(Input Opens)

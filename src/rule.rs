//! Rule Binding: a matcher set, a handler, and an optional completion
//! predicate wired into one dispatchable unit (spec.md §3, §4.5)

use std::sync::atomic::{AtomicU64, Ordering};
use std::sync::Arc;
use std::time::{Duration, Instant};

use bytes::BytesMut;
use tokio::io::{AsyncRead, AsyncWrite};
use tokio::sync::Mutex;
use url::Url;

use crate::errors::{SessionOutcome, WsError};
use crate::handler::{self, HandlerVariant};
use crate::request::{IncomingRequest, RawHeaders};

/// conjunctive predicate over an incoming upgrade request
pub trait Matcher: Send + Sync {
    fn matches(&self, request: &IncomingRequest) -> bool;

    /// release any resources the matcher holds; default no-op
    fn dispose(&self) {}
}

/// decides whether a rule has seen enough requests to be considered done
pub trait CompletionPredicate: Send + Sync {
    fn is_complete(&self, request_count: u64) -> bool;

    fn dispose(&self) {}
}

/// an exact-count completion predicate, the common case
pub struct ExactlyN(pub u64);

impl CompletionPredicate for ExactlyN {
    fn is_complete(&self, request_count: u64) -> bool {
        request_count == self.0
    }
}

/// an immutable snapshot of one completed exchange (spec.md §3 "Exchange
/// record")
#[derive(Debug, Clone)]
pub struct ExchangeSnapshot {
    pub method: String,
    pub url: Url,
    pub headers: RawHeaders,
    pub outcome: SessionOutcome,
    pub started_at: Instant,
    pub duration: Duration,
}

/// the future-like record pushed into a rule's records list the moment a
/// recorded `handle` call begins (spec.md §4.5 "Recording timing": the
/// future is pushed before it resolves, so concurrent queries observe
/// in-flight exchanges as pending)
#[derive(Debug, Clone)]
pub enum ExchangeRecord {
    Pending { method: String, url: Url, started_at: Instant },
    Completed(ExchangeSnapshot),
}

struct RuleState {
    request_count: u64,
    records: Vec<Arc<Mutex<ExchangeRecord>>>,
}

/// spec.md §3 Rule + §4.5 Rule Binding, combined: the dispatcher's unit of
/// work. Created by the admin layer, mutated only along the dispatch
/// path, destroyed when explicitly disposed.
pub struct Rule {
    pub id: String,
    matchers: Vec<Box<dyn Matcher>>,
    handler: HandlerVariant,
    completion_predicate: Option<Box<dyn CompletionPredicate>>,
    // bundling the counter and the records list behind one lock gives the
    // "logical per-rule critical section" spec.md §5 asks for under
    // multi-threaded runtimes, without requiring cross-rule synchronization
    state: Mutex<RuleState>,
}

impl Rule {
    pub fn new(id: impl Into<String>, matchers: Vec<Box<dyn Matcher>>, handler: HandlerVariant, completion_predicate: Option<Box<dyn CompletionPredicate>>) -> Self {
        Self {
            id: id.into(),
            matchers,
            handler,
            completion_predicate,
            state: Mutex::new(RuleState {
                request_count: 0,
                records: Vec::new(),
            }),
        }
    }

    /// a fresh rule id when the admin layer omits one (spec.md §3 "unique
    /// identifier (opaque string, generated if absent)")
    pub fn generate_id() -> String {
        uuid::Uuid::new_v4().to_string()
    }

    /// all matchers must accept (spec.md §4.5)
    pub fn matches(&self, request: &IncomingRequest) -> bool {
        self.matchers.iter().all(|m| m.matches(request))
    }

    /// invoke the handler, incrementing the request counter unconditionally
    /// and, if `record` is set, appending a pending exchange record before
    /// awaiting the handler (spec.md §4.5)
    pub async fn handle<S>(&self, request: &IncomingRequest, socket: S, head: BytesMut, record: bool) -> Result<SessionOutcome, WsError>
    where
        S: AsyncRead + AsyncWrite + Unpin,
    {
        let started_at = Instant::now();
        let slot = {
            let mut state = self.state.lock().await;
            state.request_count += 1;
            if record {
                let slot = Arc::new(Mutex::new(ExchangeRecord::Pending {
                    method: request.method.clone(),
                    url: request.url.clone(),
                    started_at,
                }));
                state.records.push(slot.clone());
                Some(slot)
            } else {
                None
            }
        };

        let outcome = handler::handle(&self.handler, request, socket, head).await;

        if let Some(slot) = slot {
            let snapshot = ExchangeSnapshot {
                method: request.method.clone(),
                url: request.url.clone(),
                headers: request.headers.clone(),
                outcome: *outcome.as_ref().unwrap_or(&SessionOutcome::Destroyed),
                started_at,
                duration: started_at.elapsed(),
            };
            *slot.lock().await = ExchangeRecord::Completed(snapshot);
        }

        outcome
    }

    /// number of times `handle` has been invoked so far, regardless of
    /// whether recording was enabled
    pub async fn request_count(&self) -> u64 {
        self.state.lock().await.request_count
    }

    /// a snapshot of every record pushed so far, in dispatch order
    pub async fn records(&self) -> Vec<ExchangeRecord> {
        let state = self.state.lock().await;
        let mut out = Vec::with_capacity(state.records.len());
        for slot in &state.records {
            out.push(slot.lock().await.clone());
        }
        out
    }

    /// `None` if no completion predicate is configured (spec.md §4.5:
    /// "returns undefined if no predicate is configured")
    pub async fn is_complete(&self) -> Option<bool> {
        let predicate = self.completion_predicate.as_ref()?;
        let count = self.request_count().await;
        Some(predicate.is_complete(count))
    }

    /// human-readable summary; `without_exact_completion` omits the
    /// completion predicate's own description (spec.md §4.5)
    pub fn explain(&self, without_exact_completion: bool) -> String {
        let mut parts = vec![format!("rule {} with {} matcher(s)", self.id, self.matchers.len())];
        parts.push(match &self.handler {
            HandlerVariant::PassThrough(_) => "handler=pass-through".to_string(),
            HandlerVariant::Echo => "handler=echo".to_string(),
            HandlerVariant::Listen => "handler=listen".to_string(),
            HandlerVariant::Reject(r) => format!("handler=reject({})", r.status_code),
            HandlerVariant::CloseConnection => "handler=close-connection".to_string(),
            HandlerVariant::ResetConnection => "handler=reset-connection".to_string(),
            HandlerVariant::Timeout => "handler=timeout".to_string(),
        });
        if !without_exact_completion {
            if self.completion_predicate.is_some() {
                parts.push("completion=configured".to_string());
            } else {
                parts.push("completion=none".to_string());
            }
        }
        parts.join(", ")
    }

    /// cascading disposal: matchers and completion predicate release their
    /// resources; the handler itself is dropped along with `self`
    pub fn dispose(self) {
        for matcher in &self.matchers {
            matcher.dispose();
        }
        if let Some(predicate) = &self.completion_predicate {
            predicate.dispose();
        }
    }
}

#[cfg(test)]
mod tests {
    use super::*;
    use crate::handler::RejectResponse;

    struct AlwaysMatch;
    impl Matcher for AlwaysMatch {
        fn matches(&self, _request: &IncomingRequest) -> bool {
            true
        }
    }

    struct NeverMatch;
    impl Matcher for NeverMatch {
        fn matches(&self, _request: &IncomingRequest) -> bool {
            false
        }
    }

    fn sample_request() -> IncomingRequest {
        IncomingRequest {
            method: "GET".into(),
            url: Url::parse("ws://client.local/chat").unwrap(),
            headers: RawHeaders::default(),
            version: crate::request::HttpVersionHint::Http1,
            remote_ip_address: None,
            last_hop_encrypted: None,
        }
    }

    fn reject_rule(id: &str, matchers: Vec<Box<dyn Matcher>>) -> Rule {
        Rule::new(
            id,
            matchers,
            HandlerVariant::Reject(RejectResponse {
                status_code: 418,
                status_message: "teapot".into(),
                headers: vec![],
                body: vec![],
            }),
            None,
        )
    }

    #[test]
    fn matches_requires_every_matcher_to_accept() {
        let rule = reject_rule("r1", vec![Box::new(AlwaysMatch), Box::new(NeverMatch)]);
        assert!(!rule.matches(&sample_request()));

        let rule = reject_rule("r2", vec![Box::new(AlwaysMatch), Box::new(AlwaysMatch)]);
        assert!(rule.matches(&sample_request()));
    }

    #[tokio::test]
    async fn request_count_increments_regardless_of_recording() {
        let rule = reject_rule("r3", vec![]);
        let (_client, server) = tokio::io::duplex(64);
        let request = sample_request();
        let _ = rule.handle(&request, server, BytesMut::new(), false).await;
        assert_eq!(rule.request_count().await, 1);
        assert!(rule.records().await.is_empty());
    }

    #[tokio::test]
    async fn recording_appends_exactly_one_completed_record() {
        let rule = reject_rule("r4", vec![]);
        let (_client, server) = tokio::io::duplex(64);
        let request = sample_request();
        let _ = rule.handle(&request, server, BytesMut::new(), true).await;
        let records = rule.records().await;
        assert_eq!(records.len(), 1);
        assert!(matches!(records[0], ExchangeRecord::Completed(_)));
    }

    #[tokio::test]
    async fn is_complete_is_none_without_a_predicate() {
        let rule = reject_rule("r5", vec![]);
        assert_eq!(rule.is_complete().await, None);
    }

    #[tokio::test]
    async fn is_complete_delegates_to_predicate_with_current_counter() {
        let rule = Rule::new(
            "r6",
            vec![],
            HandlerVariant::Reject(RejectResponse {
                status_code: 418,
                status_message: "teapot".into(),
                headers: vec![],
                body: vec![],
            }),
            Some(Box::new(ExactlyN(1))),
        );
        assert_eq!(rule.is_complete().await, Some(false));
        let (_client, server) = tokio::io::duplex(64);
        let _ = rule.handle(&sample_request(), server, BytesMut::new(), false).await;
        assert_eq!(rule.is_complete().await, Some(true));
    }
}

(Input Closes)
(Input Opens)

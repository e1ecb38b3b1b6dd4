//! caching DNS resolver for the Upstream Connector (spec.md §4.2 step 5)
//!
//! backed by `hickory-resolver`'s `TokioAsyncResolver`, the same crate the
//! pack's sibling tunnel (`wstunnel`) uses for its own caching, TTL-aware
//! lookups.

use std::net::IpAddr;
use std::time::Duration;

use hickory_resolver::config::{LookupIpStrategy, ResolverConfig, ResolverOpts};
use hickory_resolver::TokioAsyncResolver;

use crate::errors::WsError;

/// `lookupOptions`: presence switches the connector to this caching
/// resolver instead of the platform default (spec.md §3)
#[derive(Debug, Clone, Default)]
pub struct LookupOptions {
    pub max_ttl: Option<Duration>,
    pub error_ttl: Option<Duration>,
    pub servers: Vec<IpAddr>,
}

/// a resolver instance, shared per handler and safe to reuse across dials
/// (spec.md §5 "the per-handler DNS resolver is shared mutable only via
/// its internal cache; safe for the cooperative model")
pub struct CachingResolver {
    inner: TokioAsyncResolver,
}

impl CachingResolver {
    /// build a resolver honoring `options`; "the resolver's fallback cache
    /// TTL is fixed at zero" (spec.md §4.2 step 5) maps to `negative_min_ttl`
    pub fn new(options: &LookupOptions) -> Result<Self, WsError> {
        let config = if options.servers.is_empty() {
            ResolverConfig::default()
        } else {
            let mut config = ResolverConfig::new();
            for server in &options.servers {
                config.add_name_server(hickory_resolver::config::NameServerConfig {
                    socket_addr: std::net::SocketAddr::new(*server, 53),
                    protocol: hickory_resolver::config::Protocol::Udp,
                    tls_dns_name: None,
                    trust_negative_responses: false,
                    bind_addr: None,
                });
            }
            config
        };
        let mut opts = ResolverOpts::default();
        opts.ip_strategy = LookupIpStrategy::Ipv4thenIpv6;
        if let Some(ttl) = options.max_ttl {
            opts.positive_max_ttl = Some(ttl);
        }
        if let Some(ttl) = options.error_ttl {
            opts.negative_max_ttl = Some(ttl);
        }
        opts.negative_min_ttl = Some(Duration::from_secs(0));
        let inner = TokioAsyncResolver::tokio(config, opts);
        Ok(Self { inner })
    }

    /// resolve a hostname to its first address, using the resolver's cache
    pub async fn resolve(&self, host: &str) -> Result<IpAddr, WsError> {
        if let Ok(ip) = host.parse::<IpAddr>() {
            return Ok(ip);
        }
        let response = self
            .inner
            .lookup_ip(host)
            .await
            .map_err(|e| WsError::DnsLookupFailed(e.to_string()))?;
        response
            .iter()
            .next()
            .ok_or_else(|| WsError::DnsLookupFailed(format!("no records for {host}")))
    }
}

(Input Closes)

Please give an exact copy of the lines above, beginning with the line containing "along the dispatch" and running through the line containing "lock gives the", and of no other lines.

/// work. Created by the admin layer, mutated only along the dispatch
/// path, destroyed when explicitly disposed.
pub struct Rule {
    pub id: String,
    matchers: Vec<Box<dyn Matcher>>,
    handler: HandlerVariant,
    completion_predicate: Option<Box<dyn CompletionPredicate>>,
    // bundling the counter and the records list behind one lock gives the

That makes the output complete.